▸ **YOUR TASK**: The material below must be output exactly, line for line.

---

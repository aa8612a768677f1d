// packages/telemetry-replay-engine/src/protocol/mod.rs
//! Wire protocol
//!
//! - **Message**: Immutable telemetry record
//! - **Codec**: Newline-delimited JSON encoding, incremental decoding and a
//!   `tokio_util` framing codec

pub mod codec;
pub mod message;

pub use codec::{decode, decode_line, encode, MessageCodec};
pub use message::{Message, MessageType, PROTOCOL_VERSION};
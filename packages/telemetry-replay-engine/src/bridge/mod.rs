// packages/telemetry-replay-engine/src/bridge/mod.rs
//! Live stream bridge
//!
//! - **Events**: Typed stream events and the ordered handler registry
//! - **Client**: TCP client that decodes a telemetry stream into events

pub mod client;
pub mod events;

pub use client::{attach_recorder, SourceConfig, StreamClient, StreamStats};
pub use events::{BridgeEvent, DisconnectReason, EventBus, EventKind};
// packages/telemetry-replay-engine/src/replay/engine.rs
//! Timed playback of a loaded message sequence
//!
//! [`ReplayEngine`] turns a static, shared message sequence into a live stream:
//! each call to [`ReplayEngine::next`] waits for the gap implied by the frame
//! delta to the previous message (scaled by the speed multiplier) and then
//! yields the next message. Messages sharing a frame are yielded back-to-back.
//!
//! Deadlines are chained off the previous message's *scheduled* time, not the
//! moment the caller came back for more, so per-message overhead and timer
//! lateness do not accumulate over a long run. The chain restarts at "now" on
//! play from stop, seek, loop wrap and resume after pause. A speed change in
//! the middle of a wait rescales whatever is left of that wait.
//!
//! Control changes (play/pause/stop/seek/speed) arrive through a
//! `tokio::sync::watch` channel and are observed at every wait point, so a
//! [`ReplayHandle`] held by another task takes effect within one in-flight
//! wait rather than after the sequence drains.

use crate::protocol::message::Message;
use crate::utils::errors::{EngineError, Result};
use futures::Stream;
use serde::{Deserialize, Serialize};
use std::path::PathBuf;
use std::sync::Arc;
use std::time::Duration;
use tokio::sync::watch;
use tokio::time::Instant;
use tracing::{debug, trace};

/// Default simulation tick rate (frames per second)
pub const DEFAULT_TICK_RATE: f64 = 30.0;

/// Longest single wait; larger frame gaps are clamped
pub const MAX_FRAME_GAP: Duration = Duration::from_secs(60 * 60);

/// Position to seek to
///
/// Serialized externally tagged (`{"index": 5}`, `{"frame": 120}`); a bare
/// integer is also accepted and read as an index.
#[derive(Debug, Clone, Copy, PartialEq, Eq, Serialize, Deserialize)]
#[serde(rename_all = "snake_case", from = "SeekTargetRepr")]
pub enum SeekTarget {
    /// Message index into the sequence
    Index(usize),

    /// First message whose frame is at or after this frame
    Frame(u64),
}

#[derive(Deserialize)]
#[serde(untagged)]
enum SeekTargetRepr {
    Bare(usize),
    Tagged(TaggedSeekTarget),
}
// packages/telemetry-replay-engine/src/bridge/client.rs
//! Live stream client
//!
//! Connects to a telemetry source, decodes newline-delimited records and
//! dispatches them through an [`EventBus`]. Malformed records are reported as
//! [`BridgeEvent::InvalidMessage`] and skipped; the stream keeps going.

use crate::bridge::events::{BridgeEvent, DisconnectReason, EventBus, EventKind};
use crate::protocol::codec::MessageCodec;
use crate::recording::recorder::Recorder;
use crate::utils::errors::{EngineError, Result};
use futures::StreamExt;
use parking_lot::Mutex;
use serde::{Deserialize, Serialize};
use std::sync::Arc;
use tokio::net::TcpStream;
use tokio_util::codec::FramedRead;
use tokio_util::sync::CancellationToken;
use tracing::{error, info, warn};

/// Where the live telemetry source listens
#[derive(Debug, Clone, Serialize, Deserialize)]
#[serde(default)]
pub struct SourceConfig {
    pub host: String,
    pub port: u16,
}

impl Default for SourceConfig {
    fn default() -> Self {
        Self {
            host: "127.0.0.1".to_string(),
            port: 9999,
        }
    }
}

/// Counters for one client run
#[derive(Debug, Clone, PartialEq, Eq)]
pub struct StreamStats {
    pub messages: u64,
    pub invalid: u64,
    pub disconnect: DisconnectReason,
}

/// Client for a live (or replayed) telemetry stream
#[derive(Debug)]
pub struct StreamClient {
    config: SourceConfig,
    bus: EventBus,
}

impl StreamClient {
    pub fn new(config: SourceConfig) -> Self {
        Self {
            config,
            bus: EventBus::new(),
        }
    }

    pub fn with_bus(config: SourceConfig, bus: EventBus) -> Self {
        Self { config, bus }
    }

    pub fn bus_mut(&mut self) -> &mut EventBus {
        &mut self.bus
    }

    /// Connect and dispatch events until the source closes or `cancel` fires
    ///
    /// Fails only if the connection cannot be established; a drop after that
    /// is reported in the returned stats and through a `Disconnected` event.
    pub async fn run(&self, cancel: CancellationToken) -> Result<StreamStats> {
        let address = format!("{}:{}", self.config.host, self.config.port);
        let stream = TcpStream::connect(&address)
            .await
            .map_err(|e| EngineError::ConnectionLost(format!("connect to {}: {}", address, e)))?;
        let peer = stream.peer_addr()?;
        info!("Connected to telemetry source {}", peer);
        self.bus.emit(&BridgeEvent::Connected { peer });

        let mut frames = FramedRead::new(stream, MessageCodec::new());
        let mut messages = 0u64;
        let mut invalid = 0u64;

        let reason = loop {
            tokio::select! {
                _ = cancel.cancelled() => break DisconnectReason::Cancelled,
                item = frames.next() => match item {
                    Some(Ok(Ok(message))) => {
                        messages += 1;
                        self.bus.emit(&BridgeEvent::Message(message));
                    }
                    Some(Ok(Err(e))) => {
                        invalid += 1;
                        warn!("Invalid record from {}: {}", peer, e);
                        self.bus.emit(&BridgeEvent::InvalidMessage { error: e.to_string() });
                    }
                    Some(Err(e)) => {
                        error!("Stream from {} failed: {}", peer, e);
                        break DisconnectReason::Error(e.to_string());
                    }
                    None => break DisconnectReason::EndOfStream,
                }
            }
        };

        info!(
            "Disconnected from {} ({}): {} messages, {} invalid",
            peer, reason, messages, invalid
        );
        self.bus.emit(&BridgeEvent::Disconnected {
            reason: reason.clone(),
        });

        Ok(StreamStats {
            messages,
            invalid,
            disconnect: reason,
        })
    }
}

/// Route decoded messages (and skipped records) from `bus` into `recorder`
///
/// Handlers run on the receiving task, so a chunk write blocks reads for its
/// duration. Record failures are logged; the stream is not interrupted.
pub fn attach_recorder(bus: &mut EventBus, recorder: Arc<Mutex<Recorder>>) {
    let sink = Arc::clone(&recorder);
    bus.on_message(move |message| {
        if let Err(e) = sink.lock().record(message.clone()) {
            error!("Failed to record frame {}: {}", message.frame(), e);
        }
    });
    bus.on(EventKind::InvalidMessage, move |event| {
        if let BridgeEvent::InvalidMessage { error } = event {
            recorder
                .lock()
                .note_invalid(&EngineError::InvalidMessage(error.clone()));
        }
    });
}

---

▸ **EXERCISE OUTPUT**:
repository aa8612a768677f1d
// packages/telemetry-replay-engine/src/protocol/mod.rs
//! Wire protocol
//!
//! - **Message**: Immutable telemetry record
//! - **Codec**: Newline-delimited JSON encoding, incremental decoding and a
//!   `tokio_util` framing codec

pub mod codec;
pub mod message;

pub use codec::{decode, decode_line, encode, MessageCodec};
pub use message::{Message, MessageType, PROTOCOL_VERSION};
filename packages/telemetry-replay-engine/src/bridge/mod.rs
// packages/telemetry-replay-engine/src/bridge/mod.rs
//! Live stream bridge
//!
//! - **Events**: Typed stream events and the ordered handler registry
//! - **Client**: TCP client that decodes a telemetry stream into events

pub mod client;
pub mod events;

pub use client::{attach_recorder, SourceConfig, StreamClient, StreamStats};
pub use events::{BridgeEvent, DisconnectReason, EventBus, EventKind};
// packages/telemetry-replay-engine/src/replay/engine.rs
//! Timed playback of a loaded message sequence
//!
//! [`ReplayEngine`] turns a static, shared message sequence into a live stream:
//! each call to [`ReplayEngine::next`] waits for the gap implied by the frame
//! delta to the previous message (scaled by the speed multiplier) and then
//! yields the next message. Messages sharing a frame are yielded back-to-back.
//!
//! Deadlines are chained off the previous message's *scheduled* time, not the
//! moment the caller came back for more, so per-message overhead and timer
//! lateness do not accumulate over a long run. The chain restarts at "now" on
//! play from stop, seek, loop wrap and resume after pause. A speed change in
//! the middle of a wait rescales whatever is left of that wait.
//!
//! Control changes (play/pause/stop/seek/speed) arrive through a
//! `tokio::sync::watch` channel and are observed at every wait point, so a
//! [`ReplayHandle`] held by another task takes effect within one in-flight
//! wait rather than after the sequence drains.

use crate::protocol::message::Message;
use crate::utils::errors::{EngineError, Result};
use futures::Stream;
use serde::{Deserialize, Serialize};
use std::path::PathBuf;
use std::sync::Arc;
use std::time::Duration;
use tokio::sync::watch;
use tokio::time::Instant;
use tracing::{debug, trace};

/// Default simulation tick rate (frames per second)
pub const DEFAULT_TICK_RATE: f64 = 30.0;

/// Longest single wait; larger frame gaps are clamped
pub const MAX_FRAME_GAP: Duration = Duration::from_secs(60 * 60);

/// Position to seek to
///
/// Serialized externally tagged (`{"index": 5}`, `{"frame": 120}`); a bare
/// integer is also accepted and read as an index.
#[derive(Debug, Clone, Copy, PartialEq, Eq, Serialize, Deserialize)]
#[serde(rename_all = "snake_case", from = "SeekTargetRepr")]
pub enum SeekTarget {
    /// Message index into the sequence
    Index(usize),

    /// First message whose frame is at or after this frame
    Frame(u64),
}

#[derive(Deserialize)]
#[serde(untagged)]
enum SeekTargetRepr {
    Bare(usize),
    Tagged(TaggedSeekTarget),
}
// packages/telemetry-replay-engine/src/bridge/client.rs
//! Live stream client
//!
//! Connects to a telemetry source, decodes newline-delimited records and
//! dispatches them through an [`EventBus`]. Malformed records are reported as
//! [`BridgeEvent::InvalidMessage`] and skipped; the stream keeps going.

use crate::bridge::events::{BridgeEvent, DisconnectReason, EventBus, EventKind};
use crate::protocol::codec::MessageCodec;
use crate::recording::recorder::Recorder;
use crate::utils::errors::{EngineError, Result};
use futures::StreamExt;
use parking_lot::Mutex;
use serde::{Deserialize, Serialize};
use std::sync::Arc;
use tokio::net::TcpStream;
use tokio_util::codec::FramedRead;
use tokio_util::sync::CancellationToken;
use tracing::{error, info, warn};

/// Where the live telemetry source listens
#[derive(Debug, Clone, Serialize, Deserialize)]
#[serde(default)]
pub struct SourceConfig {
    pub host: String,
    pub port: u16,
}

impl Default for SourceConfig {
    fn default() -> Self {
        Self {
            host: "127.0.0.1".to_string(),
            port: 9999,
        }
    }
}

/// Counters for one client run
#[derive(Debug, Clone, PartialEq, Eq)]
pub struct StreamStats {
    pub messages: u64,
    pub invalid: u64,
    pub disconnect: DisconnectReason,
}

/// Client for a live (or replayed) telemetry stream
#[derive(Debug)]
pub struct StreamClient {
    config: SourceConfig,
    bus: EventBus,
}

impl StreamClient {
    pub fn new(config: SourceConfig) -> Self {
        Self {
            config,
            bus: EventBus::new(),
        }
    }

    pub fn with_bus(config: SourceConfig, bus: EventBus) -> Self {
        Self { config, bus }
    }

    pub fn bus_mut(&mut self) -> &mut EventBus {
        &mut self.bus
    }

    /// Connect and dispatch events until the source closes or `cancel` fires
    ///
    /// Fails only if the connection cannot be established; a drop after that
    /// is reported in the returned stats and through a `Disconnected` event.
    pub async fn run(&self, cancel: CancellationToken) -> Result<StreamStats> {
        let address = format!("{}:{}", self.config.host, self.config.port);
        let stream = TcpStream::connect(&address)
            .await
            .map_err(|e| EngineError::ConnectionLost(format!("connect to {}: {}", address, e)))?;
        let peer = stream.peer_addr()?;
        info!("Connected to telemetry source {}", peer);
        self.bus.emit(&BridgeEvent::Connected { peer });

        let mut frames = FramedRead::new(stream, MessageCodec::new());
        let mut messages = 0u64;
        let mut invalid = 0u64;

        let reason = loop {
            tokio::select! {
                _ = cancel.cancelled() => break DisconnectReason::Cancelled,
                item = frames.next() => match item {
                    Some(Ok(Ok(message))) => {
                        messages += 1;
                        self.bus.emit(&BridgeEvent::Message(message));
                    }
                    Some(Ok(Err(e))) => {
                        invalid += 1;
                        warn!("Invalid record from {}: {}", peer, e);
                        self.bus.emit(&BridgeEvent::InvalidMessage { error: e.to_string() });
                    }
                    Some(Err(e)) => {
                        error!("Stream from {} failed: {}", peer, e);
                        break DisconnectReason::Error(e.to_string());
                    }
                    None => break DisconnectReason::EndOfStream,
                }
            }
        };

        info!(
            "Disconnected from {} ({}): {} messages, {} invalid",
            peer, reason, messages, invalid
        );
        self.bus.emit(&BridgeEvent::Disconnected {
            reason: reason.clone(),
        });

        Ok(StreamStats {
            messages,
            invalid,
            disconnect: reason,
        })
    }
}

/// Route decoded messages (and skipped records) from `bus` into `recorder`
///
/// Handlers run on the receiving task, so a chunk write blocks reads for its
/// duration. Record failures are logged; the stream is not interrupted.
pub fn attach_recorder(bus: &mut EventBus, recorder: Arc<Mutex<Recorder>>) {
    let sink = Arc::clone(&recorder);
    bus.on_message(move |message| {
        if let Err(e) = sink.lock().record(message.clone()) {
            error!("Failed to record frame {}: {}", message.frame(), e);
        }
    });
    bus.on(EventKind::InvalidMessage, move |event| {
        if let BridgeEvent::InvalidMessage { error } = event {
            recorder
                .lock()
                .note_invalid(&EngineError::InvalidMessage(error.clone()));
        }
    });
}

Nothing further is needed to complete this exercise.